Endothermy is an important trait in the biology of several (extant and extinct) groups of amniotes. Despite its distinct benefits, it is an extremely expensive trait, and the drivers for its emergence and evolutionary success are debated. I offer a hypothesis complementary to current theories, linking endotherms’ capacity for thermogenesis with the need to increase body temperature during pathogen infection (“fever”, present in both endotherms and ectotherms). I do not propose this as a primary driver of endothermy; rather, the emergence of efficient fever prevented the secondary loss of endothermy. After endothermy has evolved in a given lineage, the stabler host temperature, coupled with higher direct transmission due to incubation and parental care, would lead to the propagation and specialization of pathogens in the population.

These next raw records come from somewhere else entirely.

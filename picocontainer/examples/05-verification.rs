// note: this example assumes you've analyzed the previous ones

use picocontainer::container::ContainerBuilder;
use picocontainer::instance_provider::ComponentInstancePtr;
use picocontainer::monitor::DotDependencyGraphMonitor;
use picocontainer::Component;
use std::sync::Arc;

#[derive(Component)]
struct Missing;

#[derive(Component)]
struct NeedsMissing {
    _missing: ComponentInstancePtr<Missing>,
}

#[derive(Component)]
struct Chicken {
    _egg: ComponentInstancePtr<Egg>,
}

#[derive(Component)]
struct Egg {
    _chicken: ComponentInstancePtr<Chicken>,
}

#[derive(Component)]
struct Leaf;

#[derive(Component)]
struct Branch {
    _leaf: ComponentInstancePtr<Leaf>,
}

fn main() {
    // verification checks if all components could be created, without creating anything
    let container = ContainerBuilder::new().with_caching().build();
    container
        .add_component::<NeedsMissing>()
        .expect("error registering NeedsMissing")
        .add_component::<Chicken>()
        .expect("error registering Chicken")
        .add_component::<Egg>()
        .expect("error registering Egg");

    // prints both the missing dependency and the cycle
    if let Err(error) = container.verify() {
        println!("{error}");
    }

    // monitors observe what the container does; this one records the dependency graph
    let monitor = Arc::new(DotDependencyGraphMonitor::new());
    let container = ContainerBuilder::new()
        .with_caching()
        .with_monitor(monitor.clone())
        .build();
    container
        .add_component::<Branch>()
        .expect("error registering Branch")
        .add_component::<Leaf>()
        .expect("error registering Leaf");

    container.component::<Branch>().expect("error creating Branch");

    // prints a Graphviz graph with a single Branch -> Leaf edge
    println!("{}", monitor.dot());
}
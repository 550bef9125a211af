use crate::adapter::ComponentAdapterPtr;
use crate::container::{next_container_id, Container, ContainerPtr, ResolutionStack};
use crate::error::ComponentInstanceProviderError;
use crate::instance_provider::{CastFunction, ComponentInstanceAnyPtr};
use crate::key::{ComponentKey, TypeInfo};
use crate::visitor::{traverse, ContainerVisitor};

/// Container without any components. Useful as an explicit root of a hierarchy.
pub struct EmptyContainer {
    id: u64,
}

impl Default for EmptyContainer {
    fn default() -> Self {
        Self {
            id: next_container_id(),
        }
    }
}

impl EmptyContainer {
    pub fn new() -> Self {
        Self::default()
    }
}

impl Container for EmptyContainer {
    #[inline]
    fn id(&self) -> u64 {
        self.id
    }

    fn name(&self) -> &str {
        "empty"
    }

    fn parent(&self) -> Option<&ContainerPtr> {
        None
    }

    fn children(&self) -> Vec<ContainerPtr> {
        Vec::new()
    }

    fn adapters(&self) -> Vec<ComponentAdapterPtr> {
        Vec::new()
    }

    fn local_adapter(&self, _key: &ComponentKey) -> Option<ComponentAdapterPtr> {
        None
    }

    fn local_adapter_for_type(
        &self,
        _requested: TypeInfo,
        _name_hint: Option<&str>,
    ) -> Result<Option<ComponentAdapterPtr>, ComponentInstanceProviderError> {
        Ok(None)
    }

    fn resolve_by_key(
        &self,
        _key: &ComponentKey,
        _stack: &mut ResolutionStack,
    ) -> Result<Option<(ComponentAdapterPtr, ComponentInstanceAnyPtr)>, ComponentInstanceProviderError>
    {
        Ok(None)
    }

    fn resolve_by_type(
        &self,
        _requested: TypeInfo,
        _name_hint: Option<&str>,
        _stack: &mut ResolutionStack,
    ) -> Result<Option<(ComponentInstanceAnyPtr, CastFunction)>, ComponentInstanceProviderError>
    {
        Ok(None)
    }

    fn resolve_all(
        &self,
        _requested: TypeInfo,
        _excluded: &[ComponentKey],
        _stack: &mut ResolutionStack,
    ) -> Result<Vec<(ComponentInstanceAnyPtr, CastFunction)>, ComponentInstanceProviderError> {
        Ok(Vec::new())
    }

    fn accept(&self, visitor: &mut dyn ContainerVisitor) {
        traverse(self, visitor);
    }
}
use crate::component::{expand_component, expand_component_alias, expand_injectable};
use proc_macro::TokenStream;
use syn::{parse_macro_input, DeriveInput, Error, Item};

mod attributes;
mod component;

#[proc_macro_derive(Component, attributes(component))]
pub fn generate_component(input: TokenStream) -> TokenStream {
    let input = parse_macro_input!(input as DeriveInput);
    expand_component(&input)
        .unwrap_or_else(Error::into_compile_error)
        .into()
}

/// Makes `dyn Trait + Send + Sync` injectable.
#[proc_macro_attribute]
pub fn injectable(_attr: TokenStream, input: TokenStream) -> TokenStream {
    let input = parse_macro_input!(input as Item);
    expand_injectable(&input)
        .unwrap_or_else(Error::into_compile_error)
        .into()
}

/// Makes a component available as `dyn Trait + Send + Sync` for the implemented trait, once
/// published as an alias during registration.
#[proc_macro_attribute]
pub fn component_alias(_attr: TokenStream, input: TokenStream) -> TokenStream {
    let input = parse_macro_input!(input as Item);
    expand_component_alias(&input)
        .unwrap_or_else(Error::into_compile_error)
        .into()
}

Hence, although ectothermy carries no inherent disadvantage, reverting from endothermy to ectothermy faces the obstacle of an already-high pathogen load. Reduced heat production would increase the gap from normal to fever temperature, impairing the reliability of the response and increasing its cost, when pathogen load in the population is already higher and more specialized as enabled by endothermy. This factor may be enough to outweigh selective pressures against the energetic cost of endothermy. This hypothesis, though anecdotally supported by the intriguing fact that endothermy is very rarely lost (and is often retained even when homeothermy is not), is merely a conceptual framework and must be tested further.